→ **Required work**
Wherever a line of the data contains "ConfigCommand", copy that line.
Entries supplied section start
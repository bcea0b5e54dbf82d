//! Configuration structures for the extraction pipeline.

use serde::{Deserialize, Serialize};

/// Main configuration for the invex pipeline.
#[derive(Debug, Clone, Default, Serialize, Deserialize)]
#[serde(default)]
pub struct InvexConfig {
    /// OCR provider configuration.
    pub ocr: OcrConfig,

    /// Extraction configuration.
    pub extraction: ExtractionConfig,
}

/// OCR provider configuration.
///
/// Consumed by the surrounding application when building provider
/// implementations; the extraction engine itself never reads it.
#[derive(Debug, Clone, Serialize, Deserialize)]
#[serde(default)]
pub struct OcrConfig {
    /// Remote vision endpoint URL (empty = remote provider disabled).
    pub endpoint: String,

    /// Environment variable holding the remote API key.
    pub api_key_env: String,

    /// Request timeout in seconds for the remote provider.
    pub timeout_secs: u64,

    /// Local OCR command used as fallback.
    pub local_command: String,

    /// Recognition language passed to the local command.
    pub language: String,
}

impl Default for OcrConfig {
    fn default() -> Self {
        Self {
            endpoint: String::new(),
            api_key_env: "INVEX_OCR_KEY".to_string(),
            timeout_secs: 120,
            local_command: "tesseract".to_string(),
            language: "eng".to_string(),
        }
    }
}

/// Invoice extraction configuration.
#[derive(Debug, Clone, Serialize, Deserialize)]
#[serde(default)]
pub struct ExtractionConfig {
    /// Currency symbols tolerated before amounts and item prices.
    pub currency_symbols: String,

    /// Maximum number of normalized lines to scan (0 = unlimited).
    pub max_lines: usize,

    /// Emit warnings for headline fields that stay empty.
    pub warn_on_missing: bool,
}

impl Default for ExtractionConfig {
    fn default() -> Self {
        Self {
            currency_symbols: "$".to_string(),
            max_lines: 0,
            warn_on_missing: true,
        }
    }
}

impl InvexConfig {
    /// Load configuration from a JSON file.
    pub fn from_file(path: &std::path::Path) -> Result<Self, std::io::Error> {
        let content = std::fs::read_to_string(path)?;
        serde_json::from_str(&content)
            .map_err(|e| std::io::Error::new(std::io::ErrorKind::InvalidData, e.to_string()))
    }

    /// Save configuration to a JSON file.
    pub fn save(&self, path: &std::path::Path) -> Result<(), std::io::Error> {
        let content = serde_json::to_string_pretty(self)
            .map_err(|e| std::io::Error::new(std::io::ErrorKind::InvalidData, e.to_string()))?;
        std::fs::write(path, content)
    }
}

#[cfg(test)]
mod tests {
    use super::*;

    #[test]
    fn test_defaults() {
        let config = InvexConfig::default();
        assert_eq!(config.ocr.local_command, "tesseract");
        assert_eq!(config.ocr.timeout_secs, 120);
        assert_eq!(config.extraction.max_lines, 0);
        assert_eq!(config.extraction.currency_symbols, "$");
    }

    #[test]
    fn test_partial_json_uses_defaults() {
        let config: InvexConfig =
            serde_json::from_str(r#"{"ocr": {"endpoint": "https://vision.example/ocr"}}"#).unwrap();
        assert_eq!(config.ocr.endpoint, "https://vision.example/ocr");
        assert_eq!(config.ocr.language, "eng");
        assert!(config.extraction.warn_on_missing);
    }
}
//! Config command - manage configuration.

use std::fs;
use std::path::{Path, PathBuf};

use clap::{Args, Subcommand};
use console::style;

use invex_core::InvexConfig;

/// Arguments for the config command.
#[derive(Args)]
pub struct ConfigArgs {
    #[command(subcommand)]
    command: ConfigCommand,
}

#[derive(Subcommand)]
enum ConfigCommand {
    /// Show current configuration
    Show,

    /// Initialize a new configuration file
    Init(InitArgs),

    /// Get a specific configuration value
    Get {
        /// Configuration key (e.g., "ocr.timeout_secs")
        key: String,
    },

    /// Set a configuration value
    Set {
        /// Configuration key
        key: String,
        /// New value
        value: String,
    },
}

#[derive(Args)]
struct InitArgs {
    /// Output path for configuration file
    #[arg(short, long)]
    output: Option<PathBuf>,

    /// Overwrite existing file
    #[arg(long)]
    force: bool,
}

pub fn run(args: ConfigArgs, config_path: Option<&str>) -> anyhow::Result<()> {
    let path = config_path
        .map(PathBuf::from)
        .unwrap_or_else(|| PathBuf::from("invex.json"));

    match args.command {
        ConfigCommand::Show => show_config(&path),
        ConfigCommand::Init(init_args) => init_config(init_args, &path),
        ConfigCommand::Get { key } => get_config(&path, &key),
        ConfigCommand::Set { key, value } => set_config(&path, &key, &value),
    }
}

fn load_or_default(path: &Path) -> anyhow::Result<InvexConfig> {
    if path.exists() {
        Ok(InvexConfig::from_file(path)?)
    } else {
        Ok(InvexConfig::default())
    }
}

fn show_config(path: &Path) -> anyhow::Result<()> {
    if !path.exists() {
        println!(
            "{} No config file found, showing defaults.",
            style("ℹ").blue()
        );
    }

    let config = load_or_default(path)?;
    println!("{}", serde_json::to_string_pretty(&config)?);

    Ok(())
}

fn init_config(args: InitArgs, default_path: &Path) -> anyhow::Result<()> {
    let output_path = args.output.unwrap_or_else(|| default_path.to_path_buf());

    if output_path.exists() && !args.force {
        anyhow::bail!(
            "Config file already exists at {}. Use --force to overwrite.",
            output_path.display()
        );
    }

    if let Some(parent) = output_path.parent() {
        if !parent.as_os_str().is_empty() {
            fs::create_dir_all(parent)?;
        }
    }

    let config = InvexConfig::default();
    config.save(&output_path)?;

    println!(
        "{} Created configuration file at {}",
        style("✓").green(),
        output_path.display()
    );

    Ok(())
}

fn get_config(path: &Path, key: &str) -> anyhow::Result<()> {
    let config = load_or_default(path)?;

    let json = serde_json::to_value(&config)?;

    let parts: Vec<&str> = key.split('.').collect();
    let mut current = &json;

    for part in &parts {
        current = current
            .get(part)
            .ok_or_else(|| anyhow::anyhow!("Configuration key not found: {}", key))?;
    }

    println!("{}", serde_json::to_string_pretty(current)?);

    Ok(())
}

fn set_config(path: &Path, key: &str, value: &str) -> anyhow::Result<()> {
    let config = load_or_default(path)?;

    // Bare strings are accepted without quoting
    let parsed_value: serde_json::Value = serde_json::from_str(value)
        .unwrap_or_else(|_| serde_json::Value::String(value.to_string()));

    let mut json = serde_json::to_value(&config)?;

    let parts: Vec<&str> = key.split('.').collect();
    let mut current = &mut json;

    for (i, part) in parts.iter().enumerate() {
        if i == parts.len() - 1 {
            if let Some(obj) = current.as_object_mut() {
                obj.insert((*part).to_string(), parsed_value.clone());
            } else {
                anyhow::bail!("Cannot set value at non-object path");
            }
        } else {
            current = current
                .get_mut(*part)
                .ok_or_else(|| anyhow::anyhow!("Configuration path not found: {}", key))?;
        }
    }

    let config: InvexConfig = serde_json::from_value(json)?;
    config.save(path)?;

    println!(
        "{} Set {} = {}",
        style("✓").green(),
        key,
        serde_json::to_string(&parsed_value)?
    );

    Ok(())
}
Entries supplied section end
Entries supplied section start
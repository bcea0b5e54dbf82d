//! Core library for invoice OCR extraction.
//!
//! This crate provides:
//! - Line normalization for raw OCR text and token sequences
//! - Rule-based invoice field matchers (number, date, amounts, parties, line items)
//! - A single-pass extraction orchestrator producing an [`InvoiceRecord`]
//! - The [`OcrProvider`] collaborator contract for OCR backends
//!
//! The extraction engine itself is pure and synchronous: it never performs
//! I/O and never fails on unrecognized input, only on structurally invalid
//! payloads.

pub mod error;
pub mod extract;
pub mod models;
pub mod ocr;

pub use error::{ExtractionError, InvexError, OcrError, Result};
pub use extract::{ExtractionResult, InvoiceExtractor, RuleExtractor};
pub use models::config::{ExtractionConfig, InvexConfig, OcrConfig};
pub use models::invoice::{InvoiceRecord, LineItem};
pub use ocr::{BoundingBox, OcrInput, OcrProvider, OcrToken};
Entries supplied section end
→ **The completed task**
    command: ConfigCommand,
enum ConfigCommand {
        ConfigCommand::Show => show_config(&path),
        ConfigCommand::Init(init_args) => init_config(init_args, &path),
        ConfigCommand::Get { key } => get_config(&path, &key),
        ConfigCommand::Set { key, value } => set_config(&path, &key, &value),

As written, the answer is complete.